▶ EXERCISE INPUTS
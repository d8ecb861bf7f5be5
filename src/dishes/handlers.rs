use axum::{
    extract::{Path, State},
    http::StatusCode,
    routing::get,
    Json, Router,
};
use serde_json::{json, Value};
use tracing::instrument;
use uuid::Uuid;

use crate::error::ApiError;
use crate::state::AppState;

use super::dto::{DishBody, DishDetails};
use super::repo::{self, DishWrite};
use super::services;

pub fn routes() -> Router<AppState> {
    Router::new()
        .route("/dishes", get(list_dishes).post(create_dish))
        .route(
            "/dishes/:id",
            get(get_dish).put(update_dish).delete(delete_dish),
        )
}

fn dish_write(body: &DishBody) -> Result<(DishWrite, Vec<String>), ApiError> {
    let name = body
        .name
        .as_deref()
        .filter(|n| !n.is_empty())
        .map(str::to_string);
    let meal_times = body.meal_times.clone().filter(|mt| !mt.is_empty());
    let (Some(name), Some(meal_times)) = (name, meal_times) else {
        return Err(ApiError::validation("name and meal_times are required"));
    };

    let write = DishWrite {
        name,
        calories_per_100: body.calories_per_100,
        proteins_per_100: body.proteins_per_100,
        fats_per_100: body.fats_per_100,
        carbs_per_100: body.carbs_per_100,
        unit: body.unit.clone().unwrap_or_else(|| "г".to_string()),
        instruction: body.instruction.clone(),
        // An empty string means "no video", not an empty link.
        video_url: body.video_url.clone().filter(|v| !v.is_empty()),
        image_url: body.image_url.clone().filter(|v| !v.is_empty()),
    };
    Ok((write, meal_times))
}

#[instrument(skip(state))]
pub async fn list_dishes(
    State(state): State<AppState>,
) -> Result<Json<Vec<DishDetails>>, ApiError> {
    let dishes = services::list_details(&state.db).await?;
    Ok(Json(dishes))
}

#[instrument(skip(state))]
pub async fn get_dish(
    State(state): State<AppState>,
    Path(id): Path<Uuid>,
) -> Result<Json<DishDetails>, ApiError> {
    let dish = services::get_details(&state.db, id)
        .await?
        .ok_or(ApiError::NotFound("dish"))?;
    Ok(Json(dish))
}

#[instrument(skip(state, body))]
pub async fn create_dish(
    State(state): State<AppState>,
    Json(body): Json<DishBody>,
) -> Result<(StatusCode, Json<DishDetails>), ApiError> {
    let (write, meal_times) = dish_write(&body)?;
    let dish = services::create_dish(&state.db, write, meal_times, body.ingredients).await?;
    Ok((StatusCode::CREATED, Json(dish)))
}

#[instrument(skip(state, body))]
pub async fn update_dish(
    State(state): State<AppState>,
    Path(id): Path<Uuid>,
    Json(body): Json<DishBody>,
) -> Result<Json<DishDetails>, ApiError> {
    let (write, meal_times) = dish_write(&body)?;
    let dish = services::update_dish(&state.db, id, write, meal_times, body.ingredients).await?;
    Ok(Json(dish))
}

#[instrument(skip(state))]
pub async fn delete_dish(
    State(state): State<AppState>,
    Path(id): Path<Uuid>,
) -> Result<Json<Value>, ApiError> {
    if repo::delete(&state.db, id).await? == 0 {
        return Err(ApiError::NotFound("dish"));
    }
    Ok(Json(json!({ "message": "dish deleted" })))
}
---
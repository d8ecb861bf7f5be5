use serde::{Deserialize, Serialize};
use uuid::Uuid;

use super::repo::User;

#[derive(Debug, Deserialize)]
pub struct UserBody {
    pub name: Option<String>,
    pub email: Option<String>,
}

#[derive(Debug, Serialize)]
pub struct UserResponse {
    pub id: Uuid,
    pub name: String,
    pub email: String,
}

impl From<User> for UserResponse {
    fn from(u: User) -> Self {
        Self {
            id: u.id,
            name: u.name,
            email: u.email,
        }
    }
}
...
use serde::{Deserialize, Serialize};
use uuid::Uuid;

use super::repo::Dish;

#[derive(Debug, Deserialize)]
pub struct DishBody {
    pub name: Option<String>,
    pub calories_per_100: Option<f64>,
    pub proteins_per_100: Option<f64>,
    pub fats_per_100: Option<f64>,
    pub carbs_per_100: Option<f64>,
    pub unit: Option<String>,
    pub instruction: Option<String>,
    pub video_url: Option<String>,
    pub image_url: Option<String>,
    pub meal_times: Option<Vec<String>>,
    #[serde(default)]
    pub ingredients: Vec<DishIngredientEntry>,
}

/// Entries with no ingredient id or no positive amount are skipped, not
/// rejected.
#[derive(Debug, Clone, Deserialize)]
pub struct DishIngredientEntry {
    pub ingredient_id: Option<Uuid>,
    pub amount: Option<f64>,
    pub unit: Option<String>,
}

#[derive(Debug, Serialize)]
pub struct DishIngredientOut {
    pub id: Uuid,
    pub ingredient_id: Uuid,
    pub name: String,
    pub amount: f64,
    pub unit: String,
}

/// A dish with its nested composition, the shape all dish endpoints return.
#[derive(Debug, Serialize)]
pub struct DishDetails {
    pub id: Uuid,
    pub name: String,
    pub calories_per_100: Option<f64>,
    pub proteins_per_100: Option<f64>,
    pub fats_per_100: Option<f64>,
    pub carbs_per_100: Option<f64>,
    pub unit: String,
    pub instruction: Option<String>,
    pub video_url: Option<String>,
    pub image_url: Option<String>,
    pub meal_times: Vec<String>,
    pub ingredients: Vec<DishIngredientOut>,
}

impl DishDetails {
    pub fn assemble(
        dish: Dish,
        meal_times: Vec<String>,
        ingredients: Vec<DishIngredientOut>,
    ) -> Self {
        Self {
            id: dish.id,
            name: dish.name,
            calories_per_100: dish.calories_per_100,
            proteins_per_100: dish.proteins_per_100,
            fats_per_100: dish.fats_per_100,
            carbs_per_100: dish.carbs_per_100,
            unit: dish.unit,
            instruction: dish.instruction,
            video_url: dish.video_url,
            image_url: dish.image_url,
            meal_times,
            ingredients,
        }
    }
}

▶ TASK BRIEF
State the number of lines above that include the word "StatusCode", and write nothing besides that number.

▶ EXERCISE SOLUTION
3